### To do:
Each line of the entries below that includes "BTreeSet" belongs in your answer.
=== Section Start ===
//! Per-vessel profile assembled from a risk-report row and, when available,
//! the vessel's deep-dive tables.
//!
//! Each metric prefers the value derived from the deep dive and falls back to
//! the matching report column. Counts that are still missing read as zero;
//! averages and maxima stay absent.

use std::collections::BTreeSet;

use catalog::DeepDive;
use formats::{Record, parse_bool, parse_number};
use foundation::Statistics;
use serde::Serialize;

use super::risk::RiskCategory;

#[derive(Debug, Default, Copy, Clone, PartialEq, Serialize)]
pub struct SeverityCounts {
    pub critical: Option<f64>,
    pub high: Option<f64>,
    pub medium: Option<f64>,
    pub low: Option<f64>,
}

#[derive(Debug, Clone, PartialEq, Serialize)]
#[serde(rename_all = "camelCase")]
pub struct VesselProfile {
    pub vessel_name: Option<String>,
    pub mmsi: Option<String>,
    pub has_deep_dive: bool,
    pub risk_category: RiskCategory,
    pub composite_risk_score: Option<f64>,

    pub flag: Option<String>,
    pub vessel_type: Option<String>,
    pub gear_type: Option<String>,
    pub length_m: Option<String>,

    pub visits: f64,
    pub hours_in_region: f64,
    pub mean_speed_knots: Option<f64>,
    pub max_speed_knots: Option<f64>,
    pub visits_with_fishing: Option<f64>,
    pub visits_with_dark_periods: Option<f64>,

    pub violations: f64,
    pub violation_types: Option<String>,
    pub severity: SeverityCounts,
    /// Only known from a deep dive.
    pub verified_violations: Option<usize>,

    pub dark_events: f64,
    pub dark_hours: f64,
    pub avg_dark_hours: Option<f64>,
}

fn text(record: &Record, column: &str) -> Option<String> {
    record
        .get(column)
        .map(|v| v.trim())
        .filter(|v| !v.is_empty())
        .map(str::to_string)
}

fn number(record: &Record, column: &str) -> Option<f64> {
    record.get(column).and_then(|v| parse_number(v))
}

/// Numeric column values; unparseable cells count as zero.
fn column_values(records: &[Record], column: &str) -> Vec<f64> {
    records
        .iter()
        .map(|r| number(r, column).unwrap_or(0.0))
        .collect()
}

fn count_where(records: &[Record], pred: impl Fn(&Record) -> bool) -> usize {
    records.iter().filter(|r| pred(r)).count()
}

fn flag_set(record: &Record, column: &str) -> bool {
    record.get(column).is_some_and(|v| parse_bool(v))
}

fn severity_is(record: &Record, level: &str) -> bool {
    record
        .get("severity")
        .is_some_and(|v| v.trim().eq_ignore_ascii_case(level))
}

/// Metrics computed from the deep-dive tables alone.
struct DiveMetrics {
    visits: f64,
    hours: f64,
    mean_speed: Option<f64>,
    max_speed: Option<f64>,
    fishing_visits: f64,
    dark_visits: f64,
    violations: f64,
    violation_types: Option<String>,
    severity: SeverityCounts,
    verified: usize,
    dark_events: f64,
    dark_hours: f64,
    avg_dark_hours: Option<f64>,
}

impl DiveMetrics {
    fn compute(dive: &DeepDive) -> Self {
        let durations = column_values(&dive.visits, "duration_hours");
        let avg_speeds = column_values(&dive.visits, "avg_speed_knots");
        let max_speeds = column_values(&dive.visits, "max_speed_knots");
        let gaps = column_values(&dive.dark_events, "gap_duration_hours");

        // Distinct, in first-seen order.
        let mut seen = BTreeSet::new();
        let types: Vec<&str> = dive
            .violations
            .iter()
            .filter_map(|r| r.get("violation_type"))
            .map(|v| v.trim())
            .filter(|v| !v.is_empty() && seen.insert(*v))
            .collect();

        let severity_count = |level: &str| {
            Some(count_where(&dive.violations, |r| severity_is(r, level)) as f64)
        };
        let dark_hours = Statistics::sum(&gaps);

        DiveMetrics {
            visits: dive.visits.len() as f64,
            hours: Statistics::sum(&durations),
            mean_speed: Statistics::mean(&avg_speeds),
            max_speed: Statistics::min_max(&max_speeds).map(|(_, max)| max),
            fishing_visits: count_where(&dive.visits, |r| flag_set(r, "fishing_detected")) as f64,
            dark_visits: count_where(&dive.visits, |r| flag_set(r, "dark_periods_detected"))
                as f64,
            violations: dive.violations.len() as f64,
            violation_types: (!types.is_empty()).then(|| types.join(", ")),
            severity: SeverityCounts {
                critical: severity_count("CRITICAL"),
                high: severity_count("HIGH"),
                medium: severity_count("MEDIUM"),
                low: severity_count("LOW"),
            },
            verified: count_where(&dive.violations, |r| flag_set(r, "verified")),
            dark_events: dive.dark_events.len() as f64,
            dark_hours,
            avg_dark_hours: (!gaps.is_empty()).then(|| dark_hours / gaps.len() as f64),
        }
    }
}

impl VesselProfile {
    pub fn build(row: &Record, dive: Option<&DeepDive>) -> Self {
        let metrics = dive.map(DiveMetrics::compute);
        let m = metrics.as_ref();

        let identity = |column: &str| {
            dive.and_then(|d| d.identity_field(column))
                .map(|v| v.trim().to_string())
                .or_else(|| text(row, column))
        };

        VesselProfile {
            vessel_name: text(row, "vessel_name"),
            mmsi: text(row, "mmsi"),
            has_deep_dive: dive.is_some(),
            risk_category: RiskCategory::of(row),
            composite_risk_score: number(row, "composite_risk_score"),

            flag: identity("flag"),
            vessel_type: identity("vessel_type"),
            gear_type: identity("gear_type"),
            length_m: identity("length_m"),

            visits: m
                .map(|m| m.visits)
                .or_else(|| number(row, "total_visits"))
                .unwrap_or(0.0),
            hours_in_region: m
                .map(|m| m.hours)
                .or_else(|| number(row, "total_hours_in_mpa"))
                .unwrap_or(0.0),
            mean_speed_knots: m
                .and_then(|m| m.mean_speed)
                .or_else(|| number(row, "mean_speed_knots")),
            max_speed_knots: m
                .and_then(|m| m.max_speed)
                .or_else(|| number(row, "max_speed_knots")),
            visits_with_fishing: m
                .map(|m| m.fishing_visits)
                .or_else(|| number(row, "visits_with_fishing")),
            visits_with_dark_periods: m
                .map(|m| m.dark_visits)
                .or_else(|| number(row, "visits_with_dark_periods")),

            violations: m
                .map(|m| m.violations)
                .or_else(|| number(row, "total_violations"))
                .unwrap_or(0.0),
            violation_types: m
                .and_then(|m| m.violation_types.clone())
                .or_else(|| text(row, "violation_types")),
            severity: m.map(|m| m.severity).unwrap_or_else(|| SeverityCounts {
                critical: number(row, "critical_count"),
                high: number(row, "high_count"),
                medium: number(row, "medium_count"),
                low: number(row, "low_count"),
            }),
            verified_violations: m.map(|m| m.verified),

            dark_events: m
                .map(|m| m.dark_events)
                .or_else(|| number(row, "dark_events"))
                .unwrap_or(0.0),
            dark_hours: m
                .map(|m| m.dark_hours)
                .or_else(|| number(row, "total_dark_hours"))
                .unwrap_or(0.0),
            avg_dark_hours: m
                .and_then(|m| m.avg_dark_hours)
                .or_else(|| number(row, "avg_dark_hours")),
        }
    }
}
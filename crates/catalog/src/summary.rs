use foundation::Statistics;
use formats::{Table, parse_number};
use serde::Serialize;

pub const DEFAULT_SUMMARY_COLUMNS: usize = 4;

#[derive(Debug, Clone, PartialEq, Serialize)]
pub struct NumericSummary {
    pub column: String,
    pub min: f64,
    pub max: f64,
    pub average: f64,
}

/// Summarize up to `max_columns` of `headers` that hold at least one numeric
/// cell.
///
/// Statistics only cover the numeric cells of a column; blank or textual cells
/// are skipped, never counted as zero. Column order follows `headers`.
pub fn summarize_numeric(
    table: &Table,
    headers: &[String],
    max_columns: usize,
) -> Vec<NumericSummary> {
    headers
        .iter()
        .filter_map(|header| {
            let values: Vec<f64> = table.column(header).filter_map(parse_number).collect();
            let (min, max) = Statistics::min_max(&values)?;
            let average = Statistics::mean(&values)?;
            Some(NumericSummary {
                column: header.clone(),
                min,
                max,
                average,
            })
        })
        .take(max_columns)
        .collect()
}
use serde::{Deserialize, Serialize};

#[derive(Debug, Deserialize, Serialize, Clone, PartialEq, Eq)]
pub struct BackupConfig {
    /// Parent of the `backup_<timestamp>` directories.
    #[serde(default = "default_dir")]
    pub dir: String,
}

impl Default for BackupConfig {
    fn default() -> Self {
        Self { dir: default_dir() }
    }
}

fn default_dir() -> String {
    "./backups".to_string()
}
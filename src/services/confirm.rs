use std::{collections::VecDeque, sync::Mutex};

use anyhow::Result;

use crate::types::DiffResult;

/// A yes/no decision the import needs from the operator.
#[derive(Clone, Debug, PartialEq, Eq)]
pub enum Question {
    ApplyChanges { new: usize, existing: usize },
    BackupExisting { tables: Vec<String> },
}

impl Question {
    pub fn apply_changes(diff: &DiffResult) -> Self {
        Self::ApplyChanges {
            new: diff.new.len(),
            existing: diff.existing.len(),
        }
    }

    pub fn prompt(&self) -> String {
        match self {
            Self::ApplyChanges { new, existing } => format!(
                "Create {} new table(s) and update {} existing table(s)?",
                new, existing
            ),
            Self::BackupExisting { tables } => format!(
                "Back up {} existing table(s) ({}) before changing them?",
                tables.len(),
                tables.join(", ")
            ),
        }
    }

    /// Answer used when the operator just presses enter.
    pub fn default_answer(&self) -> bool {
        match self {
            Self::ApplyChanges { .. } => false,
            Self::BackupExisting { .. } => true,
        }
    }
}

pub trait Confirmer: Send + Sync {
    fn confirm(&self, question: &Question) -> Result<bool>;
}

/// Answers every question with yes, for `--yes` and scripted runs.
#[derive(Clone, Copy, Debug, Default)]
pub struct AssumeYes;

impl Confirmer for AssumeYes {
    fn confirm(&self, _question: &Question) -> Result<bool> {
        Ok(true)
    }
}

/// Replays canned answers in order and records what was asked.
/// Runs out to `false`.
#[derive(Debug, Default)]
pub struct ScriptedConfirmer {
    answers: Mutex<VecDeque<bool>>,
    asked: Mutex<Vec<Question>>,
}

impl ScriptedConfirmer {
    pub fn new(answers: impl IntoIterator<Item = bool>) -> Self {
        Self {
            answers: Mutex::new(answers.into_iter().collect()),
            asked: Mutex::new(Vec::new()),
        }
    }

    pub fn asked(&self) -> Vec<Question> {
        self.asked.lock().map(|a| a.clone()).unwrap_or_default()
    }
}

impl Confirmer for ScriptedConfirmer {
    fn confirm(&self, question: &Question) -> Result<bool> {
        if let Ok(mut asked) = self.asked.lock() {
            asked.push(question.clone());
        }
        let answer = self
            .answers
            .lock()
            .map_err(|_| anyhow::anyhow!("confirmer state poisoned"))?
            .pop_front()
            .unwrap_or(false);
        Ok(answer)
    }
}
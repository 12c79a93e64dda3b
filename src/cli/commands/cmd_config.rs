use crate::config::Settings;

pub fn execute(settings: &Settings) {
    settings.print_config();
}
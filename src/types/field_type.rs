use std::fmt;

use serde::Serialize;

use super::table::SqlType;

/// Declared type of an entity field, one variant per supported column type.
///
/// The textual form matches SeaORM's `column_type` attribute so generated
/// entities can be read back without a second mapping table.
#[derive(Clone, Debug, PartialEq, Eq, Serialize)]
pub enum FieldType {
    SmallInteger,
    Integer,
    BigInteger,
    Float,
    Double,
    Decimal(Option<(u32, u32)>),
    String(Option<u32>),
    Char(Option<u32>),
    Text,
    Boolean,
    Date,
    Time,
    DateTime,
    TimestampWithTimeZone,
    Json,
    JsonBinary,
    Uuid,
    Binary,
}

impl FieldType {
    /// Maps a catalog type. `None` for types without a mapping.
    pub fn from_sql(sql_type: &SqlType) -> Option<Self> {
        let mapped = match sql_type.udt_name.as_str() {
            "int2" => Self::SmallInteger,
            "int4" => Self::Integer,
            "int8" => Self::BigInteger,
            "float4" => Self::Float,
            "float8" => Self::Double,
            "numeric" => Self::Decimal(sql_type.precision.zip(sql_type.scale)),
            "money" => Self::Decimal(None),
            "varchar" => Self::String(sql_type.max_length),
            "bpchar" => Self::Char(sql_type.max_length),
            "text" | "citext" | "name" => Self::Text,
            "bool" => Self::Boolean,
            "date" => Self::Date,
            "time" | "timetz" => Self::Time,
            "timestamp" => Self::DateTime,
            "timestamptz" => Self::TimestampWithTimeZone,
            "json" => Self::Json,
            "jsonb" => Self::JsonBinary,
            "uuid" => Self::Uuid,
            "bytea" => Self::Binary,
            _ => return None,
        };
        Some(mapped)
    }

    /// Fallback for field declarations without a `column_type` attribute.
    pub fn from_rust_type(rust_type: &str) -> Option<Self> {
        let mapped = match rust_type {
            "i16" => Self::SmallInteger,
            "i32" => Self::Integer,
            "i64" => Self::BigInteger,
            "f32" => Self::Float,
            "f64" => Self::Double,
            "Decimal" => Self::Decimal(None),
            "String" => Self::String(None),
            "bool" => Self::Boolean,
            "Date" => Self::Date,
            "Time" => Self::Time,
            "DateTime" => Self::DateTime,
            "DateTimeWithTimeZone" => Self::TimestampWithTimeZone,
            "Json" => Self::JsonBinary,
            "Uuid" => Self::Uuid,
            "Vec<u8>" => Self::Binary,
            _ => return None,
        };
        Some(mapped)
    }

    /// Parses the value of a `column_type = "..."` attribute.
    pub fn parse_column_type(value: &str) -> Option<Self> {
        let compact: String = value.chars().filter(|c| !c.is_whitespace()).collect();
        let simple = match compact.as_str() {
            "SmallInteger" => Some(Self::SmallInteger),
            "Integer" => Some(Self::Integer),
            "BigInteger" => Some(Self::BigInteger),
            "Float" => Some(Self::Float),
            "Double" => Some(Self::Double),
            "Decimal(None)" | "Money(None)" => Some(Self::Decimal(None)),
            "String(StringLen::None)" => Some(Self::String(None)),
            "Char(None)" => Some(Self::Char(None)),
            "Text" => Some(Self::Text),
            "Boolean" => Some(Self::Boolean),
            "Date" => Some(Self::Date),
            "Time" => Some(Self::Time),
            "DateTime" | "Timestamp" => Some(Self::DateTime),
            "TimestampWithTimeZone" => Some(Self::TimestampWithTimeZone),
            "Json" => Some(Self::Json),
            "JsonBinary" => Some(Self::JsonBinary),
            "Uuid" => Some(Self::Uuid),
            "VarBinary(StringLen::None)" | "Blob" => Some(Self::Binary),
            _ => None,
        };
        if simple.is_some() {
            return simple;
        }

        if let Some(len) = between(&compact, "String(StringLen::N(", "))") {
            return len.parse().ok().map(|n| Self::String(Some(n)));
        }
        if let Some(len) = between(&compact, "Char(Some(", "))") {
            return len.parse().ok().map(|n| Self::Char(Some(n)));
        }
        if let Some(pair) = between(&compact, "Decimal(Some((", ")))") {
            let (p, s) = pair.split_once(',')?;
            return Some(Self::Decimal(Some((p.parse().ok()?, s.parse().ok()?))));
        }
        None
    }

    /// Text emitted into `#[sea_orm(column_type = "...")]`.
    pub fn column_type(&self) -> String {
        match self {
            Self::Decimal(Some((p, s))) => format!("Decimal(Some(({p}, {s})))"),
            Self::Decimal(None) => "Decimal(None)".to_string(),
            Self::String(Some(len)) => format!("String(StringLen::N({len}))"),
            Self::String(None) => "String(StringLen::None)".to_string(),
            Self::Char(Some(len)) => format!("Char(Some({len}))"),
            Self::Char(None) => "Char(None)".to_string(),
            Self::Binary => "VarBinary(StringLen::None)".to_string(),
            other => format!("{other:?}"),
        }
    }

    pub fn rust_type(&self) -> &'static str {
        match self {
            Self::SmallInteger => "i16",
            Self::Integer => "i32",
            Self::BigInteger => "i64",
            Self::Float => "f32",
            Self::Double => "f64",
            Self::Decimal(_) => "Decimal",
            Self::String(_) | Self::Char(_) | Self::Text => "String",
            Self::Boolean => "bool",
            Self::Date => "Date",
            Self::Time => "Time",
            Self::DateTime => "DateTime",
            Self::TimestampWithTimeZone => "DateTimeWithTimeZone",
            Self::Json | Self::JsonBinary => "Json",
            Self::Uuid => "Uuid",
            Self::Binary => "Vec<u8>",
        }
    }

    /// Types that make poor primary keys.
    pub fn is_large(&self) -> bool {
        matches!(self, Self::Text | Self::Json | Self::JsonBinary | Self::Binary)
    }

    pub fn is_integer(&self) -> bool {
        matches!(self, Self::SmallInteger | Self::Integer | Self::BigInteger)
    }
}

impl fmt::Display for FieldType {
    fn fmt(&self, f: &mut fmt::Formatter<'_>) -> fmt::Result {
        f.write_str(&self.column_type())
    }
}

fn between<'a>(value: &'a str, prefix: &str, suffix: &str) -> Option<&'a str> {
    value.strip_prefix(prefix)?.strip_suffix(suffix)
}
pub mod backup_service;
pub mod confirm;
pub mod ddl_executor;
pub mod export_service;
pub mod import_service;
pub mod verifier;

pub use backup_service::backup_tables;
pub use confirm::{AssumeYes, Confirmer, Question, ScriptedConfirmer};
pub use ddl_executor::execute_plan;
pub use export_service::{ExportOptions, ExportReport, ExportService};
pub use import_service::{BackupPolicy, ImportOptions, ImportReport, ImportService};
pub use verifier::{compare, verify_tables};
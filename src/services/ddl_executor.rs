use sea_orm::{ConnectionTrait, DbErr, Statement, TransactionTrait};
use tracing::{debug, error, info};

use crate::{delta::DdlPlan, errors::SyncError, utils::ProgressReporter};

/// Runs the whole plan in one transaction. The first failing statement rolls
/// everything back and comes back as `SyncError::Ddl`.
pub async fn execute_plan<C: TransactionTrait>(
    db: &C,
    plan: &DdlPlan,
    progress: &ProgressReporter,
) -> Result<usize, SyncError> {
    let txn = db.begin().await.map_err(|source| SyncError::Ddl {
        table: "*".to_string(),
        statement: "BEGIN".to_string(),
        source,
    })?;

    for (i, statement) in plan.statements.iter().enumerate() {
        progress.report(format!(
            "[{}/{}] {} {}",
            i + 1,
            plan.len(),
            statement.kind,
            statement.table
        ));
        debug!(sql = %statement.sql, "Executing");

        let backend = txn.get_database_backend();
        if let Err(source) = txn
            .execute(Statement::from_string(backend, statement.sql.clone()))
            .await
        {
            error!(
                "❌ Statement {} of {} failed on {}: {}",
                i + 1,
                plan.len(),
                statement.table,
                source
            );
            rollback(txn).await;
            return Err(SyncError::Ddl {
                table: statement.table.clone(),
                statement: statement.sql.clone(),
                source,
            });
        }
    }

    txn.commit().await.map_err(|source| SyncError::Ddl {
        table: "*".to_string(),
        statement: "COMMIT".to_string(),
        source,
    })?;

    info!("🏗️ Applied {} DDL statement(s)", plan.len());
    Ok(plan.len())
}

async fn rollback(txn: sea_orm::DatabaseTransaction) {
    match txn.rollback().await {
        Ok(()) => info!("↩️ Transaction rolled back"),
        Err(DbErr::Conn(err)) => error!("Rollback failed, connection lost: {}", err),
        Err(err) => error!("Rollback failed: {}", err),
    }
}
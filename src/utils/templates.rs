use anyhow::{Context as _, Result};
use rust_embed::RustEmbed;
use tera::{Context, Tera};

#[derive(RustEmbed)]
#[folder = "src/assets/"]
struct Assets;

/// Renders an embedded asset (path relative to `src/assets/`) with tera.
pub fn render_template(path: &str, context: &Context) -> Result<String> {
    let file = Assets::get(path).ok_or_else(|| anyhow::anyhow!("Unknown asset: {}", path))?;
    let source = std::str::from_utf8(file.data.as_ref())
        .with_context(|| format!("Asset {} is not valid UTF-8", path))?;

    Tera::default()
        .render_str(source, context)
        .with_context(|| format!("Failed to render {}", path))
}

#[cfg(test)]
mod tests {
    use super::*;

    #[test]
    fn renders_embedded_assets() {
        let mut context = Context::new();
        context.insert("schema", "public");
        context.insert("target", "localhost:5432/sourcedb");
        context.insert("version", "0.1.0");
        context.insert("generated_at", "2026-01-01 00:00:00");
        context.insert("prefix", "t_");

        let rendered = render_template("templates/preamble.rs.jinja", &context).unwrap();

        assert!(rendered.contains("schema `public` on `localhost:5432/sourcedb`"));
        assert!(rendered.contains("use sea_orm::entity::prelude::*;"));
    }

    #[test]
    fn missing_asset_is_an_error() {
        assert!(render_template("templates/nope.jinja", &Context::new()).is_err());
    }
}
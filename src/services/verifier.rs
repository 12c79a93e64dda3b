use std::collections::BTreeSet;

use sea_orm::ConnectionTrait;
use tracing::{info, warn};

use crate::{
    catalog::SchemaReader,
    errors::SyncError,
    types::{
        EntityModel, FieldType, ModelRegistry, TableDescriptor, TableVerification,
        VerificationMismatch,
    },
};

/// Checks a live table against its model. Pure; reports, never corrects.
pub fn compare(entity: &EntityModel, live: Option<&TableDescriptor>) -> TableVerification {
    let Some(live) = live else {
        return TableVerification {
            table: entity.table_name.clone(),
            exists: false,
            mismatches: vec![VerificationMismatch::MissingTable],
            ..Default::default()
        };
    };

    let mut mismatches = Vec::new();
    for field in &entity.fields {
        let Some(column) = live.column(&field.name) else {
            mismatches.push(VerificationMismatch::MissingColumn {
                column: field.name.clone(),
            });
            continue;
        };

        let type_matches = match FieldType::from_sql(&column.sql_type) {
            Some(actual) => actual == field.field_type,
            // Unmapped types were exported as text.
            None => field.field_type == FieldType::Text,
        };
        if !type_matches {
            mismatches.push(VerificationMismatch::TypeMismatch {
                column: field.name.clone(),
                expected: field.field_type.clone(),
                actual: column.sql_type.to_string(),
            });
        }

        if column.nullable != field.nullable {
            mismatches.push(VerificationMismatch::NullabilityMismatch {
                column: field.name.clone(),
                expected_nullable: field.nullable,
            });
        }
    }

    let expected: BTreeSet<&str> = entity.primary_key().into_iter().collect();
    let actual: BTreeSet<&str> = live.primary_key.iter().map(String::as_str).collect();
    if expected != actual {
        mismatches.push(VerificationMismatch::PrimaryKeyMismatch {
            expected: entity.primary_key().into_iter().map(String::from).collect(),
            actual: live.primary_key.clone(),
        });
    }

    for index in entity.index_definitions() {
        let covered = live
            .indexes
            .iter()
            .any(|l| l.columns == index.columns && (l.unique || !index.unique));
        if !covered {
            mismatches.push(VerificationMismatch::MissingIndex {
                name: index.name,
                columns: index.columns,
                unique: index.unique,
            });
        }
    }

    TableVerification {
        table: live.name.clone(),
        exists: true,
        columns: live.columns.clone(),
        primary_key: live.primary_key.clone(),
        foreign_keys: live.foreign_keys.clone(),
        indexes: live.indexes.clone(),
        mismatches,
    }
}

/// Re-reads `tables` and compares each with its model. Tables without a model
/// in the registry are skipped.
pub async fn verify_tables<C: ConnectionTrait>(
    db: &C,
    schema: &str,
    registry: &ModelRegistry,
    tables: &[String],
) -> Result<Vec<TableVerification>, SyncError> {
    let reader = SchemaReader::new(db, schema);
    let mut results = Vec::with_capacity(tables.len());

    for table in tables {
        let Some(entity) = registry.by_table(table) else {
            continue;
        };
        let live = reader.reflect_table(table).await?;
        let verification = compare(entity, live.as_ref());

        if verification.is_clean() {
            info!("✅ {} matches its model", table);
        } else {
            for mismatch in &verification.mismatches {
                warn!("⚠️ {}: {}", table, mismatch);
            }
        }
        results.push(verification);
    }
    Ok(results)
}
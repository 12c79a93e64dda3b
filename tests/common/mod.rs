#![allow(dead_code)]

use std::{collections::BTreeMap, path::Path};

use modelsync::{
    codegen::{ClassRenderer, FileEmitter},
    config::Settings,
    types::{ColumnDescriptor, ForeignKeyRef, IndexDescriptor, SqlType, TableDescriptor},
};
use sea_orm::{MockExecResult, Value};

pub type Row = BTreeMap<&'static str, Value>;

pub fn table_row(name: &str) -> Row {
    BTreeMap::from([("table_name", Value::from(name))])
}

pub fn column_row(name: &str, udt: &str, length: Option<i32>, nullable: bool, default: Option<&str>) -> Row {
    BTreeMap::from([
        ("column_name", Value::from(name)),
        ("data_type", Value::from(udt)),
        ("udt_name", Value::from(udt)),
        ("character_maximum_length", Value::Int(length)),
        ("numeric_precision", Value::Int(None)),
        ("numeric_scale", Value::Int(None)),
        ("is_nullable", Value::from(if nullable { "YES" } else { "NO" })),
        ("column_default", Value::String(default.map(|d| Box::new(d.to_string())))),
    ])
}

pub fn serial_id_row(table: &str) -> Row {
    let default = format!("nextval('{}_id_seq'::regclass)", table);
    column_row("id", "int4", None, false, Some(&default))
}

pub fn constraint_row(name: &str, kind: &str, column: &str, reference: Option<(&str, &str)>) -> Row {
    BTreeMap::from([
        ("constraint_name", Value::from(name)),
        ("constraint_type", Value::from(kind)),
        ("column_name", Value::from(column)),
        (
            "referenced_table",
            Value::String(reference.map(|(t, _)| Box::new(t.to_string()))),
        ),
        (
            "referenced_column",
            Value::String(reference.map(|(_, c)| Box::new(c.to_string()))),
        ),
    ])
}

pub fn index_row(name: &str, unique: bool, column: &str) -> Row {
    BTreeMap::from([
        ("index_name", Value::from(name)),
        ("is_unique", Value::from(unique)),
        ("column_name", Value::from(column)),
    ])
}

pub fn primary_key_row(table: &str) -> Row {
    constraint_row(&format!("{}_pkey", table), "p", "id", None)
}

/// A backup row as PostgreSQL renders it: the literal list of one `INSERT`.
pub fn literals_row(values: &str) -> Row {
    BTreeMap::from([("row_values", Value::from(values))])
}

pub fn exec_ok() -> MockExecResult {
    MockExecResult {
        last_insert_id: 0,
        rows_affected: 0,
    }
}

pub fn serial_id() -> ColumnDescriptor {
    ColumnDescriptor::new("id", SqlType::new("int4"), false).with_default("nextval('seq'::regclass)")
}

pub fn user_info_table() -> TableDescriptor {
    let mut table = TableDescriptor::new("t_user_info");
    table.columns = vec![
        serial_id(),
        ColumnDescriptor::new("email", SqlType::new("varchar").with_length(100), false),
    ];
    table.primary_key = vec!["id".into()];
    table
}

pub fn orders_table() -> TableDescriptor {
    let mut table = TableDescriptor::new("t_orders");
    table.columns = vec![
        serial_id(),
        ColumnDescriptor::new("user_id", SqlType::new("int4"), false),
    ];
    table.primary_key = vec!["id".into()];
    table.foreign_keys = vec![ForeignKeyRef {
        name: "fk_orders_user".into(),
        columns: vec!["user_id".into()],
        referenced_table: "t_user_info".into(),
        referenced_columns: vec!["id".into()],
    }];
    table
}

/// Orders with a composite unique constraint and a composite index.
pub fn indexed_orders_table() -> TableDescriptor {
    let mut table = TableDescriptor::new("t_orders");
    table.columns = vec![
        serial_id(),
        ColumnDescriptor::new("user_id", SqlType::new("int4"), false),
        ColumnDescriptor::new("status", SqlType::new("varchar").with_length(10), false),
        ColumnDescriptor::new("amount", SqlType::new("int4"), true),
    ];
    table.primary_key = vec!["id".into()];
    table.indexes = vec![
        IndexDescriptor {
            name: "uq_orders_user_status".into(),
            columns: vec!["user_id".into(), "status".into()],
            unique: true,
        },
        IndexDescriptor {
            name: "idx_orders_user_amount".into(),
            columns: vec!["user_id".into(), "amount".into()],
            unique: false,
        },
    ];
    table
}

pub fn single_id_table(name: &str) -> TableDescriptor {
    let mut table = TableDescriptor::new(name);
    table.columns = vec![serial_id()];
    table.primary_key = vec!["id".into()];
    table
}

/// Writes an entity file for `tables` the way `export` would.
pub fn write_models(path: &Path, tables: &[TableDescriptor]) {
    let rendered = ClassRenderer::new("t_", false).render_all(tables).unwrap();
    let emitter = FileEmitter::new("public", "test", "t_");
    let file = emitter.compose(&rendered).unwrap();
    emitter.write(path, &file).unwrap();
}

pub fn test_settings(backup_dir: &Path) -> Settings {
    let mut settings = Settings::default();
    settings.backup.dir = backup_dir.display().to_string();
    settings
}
=== Section End ===
### Result of the task:
use std::collections::BTreeSet;
        let mut seen = BTreeSet::new();
use std::collections::BTreeSet;
    let expected: BTreeSet<&str> = entity.primary_key().into_iter().collect();
    let actual: BTreeSet<&str> = live.primary_key.iter().map(String::as_str).collect();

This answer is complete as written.